Required work: Starting with the first line of the data that follows, transcribe every line verbatim until the line containing "nonce (12 bytes)>:<hex" has been transcribed.

Dataset entries
━━━━━━━━━━━━━━━━━━━━━━━━━━━━━━
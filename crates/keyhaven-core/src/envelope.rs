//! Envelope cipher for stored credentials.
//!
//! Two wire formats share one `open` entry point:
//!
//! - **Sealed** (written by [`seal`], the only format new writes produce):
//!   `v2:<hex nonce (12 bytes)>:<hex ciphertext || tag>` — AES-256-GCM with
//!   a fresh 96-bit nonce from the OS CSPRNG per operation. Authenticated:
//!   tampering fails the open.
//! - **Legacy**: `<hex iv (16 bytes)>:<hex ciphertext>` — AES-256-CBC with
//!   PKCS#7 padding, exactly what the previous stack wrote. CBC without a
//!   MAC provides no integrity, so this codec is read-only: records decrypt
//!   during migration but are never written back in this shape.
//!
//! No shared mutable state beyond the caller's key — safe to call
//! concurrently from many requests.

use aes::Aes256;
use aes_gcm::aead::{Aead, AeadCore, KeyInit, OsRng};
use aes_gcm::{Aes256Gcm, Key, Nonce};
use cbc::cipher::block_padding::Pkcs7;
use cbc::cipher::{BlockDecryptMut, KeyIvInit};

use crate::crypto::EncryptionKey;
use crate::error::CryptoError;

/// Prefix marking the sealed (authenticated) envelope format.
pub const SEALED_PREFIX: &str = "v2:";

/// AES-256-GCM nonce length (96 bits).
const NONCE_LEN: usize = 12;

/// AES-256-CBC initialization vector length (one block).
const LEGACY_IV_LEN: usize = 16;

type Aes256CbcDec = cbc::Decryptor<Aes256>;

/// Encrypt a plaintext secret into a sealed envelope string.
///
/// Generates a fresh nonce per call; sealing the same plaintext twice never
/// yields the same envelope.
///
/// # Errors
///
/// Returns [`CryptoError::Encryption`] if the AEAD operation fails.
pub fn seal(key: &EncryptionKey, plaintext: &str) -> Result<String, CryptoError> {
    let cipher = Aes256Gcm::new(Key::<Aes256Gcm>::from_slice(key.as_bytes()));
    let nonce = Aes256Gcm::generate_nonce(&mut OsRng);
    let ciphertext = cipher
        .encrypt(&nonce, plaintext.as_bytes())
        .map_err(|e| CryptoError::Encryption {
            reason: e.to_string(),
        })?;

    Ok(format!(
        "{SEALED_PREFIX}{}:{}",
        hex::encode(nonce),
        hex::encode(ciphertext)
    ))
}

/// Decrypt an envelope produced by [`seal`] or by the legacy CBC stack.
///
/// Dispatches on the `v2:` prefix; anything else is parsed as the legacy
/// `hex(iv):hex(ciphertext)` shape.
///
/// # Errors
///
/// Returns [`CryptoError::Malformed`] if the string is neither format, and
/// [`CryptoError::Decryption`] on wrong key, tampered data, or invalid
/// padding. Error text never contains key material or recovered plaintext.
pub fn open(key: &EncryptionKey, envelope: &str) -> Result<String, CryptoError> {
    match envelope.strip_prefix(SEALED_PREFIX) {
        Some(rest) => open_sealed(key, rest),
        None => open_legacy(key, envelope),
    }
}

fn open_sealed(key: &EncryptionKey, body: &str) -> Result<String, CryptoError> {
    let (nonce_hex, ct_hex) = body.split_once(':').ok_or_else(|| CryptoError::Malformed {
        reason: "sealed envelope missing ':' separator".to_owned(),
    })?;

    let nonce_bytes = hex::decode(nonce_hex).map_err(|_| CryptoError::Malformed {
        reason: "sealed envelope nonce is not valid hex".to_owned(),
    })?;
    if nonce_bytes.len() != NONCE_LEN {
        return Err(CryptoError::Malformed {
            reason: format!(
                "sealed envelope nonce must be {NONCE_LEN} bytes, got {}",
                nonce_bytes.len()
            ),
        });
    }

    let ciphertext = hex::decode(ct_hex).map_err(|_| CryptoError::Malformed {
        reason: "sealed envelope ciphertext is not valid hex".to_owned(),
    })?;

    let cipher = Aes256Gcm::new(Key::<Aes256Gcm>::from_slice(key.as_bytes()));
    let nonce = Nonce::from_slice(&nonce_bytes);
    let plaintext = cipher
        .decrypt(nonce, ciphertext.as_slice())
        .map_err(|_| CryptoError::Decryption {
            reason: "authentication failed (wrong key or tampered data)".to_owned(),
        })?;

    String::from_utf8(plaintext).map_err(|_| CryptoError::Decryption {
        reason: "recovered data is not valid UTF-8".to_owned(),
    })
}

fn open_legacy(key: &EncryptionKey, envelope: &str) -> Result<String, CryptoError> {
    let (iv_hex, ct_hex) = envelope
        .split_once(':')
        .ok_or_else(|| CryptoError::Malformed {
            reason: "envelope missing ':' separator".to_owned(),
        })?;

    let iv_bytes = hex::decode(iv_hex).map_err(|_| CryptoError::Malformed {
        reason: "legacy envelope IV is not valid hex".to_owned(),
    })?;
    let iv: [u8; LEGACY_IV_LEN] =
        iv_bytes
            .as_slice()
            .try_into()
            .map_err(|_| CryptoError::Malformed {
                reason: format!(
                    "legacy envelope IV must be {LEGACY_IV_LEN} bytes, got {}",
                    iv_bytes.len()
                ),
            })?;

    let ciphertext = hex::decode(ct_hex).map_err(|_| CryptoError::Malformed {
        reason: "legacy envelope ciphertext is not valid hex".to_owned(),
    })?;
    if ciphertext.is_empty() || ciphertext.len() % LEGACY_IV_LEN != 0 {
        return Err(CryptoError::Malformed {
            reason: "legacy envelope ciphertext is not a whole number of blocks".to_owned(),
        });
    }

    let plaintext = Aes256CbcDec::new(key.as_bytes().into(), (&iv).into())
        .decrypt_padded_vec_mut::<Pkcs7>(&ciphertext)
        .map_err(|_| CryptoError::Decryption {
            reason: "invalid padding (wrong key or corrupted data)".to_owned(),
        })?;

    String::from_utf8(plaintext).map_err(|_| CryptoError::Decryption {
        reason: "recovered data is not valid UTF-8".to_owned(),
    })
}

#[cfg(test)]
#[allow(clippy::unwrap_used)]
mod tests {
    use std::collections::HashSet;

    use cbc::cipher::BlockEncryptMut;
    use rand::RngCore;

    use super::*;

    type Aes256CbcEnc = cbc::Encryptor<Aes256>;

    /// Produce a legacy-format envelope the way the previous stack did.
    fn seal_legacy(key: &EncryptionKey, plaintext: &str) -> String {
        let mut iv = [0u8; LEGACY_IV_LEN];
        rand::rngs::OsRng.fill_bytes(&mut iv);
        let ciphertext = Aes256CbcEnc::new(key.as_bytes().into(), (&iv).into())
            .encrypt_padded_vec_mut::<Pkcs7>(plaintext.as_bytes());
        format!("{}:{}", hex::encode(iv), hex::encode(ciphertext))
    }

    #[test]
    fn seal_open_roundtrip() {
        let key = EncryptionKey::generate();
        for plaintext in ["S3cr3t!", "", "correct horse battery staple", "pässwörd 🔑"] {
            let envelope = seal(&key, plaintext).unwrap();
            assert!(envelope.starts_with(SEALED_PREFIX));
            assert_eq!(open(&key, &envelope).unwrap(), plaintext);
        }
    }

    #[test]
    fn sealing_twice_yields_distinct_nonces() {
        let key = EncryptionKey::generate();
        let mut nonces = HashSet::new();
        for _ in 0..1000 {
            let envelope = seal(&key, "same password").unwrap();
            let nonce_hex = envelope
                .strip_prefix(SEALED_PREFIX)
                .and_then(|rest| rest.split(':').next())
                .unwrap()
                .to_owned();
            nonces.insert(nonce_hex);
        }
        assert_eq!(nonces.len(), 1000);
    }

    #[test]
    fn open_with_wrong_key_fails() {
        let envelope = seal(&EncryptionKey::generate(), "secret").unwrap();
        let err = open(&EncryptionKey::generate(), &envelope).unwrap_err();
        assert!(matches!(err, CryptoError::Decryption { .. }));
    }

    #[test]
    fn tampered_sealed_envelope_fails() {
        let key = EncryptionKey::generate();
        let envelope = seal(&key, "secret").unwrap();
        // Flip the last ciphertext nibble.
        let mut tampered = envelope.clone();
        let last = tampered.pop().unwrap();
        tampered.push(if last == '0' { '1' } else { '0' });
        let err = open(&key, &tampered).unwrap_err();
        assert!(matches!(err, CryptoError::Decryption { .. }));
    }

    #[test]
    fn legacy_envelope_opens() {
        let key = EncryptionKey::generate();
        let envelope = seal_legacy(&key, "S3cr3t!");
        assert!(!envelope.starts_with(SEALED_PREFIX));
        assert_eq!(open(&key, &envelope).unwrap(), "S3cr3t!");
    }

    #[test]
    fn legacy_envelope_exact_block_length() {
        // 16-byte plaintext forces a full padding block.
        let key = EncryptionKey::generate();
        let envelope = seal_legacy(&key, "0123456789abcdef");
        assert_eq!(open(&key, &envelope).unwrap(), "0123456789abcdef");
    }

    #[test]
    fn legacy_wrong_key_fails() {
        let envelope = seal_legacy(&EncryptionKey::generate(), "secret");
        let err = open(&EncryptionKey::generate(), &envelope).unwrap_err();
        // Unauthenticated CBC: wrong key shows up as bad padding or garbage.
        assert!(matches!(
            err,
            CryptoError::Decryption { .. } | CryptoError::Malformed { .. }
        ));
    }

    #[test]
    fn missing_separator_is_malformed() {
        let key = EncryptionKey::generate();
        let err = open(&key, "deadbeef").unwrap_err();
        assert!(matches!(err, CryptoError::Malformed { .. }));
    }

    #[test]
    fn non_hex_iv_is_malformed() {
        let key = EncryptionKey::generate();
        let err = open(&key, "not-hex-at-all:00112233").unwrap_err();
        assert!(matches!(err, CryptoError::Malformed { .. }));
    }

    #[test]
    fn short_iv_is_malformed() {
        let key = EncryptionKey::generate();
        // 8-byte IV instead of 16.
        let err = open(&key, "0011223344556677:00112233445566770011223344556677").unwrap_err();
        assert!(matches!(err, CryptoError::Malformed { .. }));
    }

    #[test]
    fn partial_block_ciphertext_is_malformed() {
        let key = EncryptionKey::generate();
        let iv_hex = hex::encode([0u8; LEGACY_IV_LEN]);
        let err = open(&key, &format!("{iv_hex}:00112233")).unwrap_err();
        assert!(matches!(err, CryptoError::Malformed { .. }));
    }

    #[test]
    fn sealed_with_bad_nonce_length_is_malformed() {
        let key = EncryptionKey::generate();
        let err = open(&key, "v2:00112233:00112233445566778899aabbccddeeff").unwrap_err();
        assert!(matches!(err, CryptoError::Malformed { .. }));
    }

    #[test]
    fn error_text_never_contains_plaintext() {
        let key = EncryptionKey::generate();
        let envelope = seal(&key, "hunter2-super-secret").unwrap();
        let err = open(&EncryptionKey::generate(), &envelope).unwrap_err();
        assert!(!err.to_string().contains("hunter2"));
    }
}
━━━━━━━━━━━━━━━━━━━━━━━━━━━━━━
Reply:
filename crates/keyhaven-core/src/envelope.rs
//! Envelope cipher for stored credentials.
//!
//! Two wire formats share one `open` entry point:
//!
//! - **Sealed** (written by [`seal`], the only format new writes produce):
//!   `v2:<hex nonce (12 bytes)>:<hex ciphertext || tag>` — AES-256-GCM with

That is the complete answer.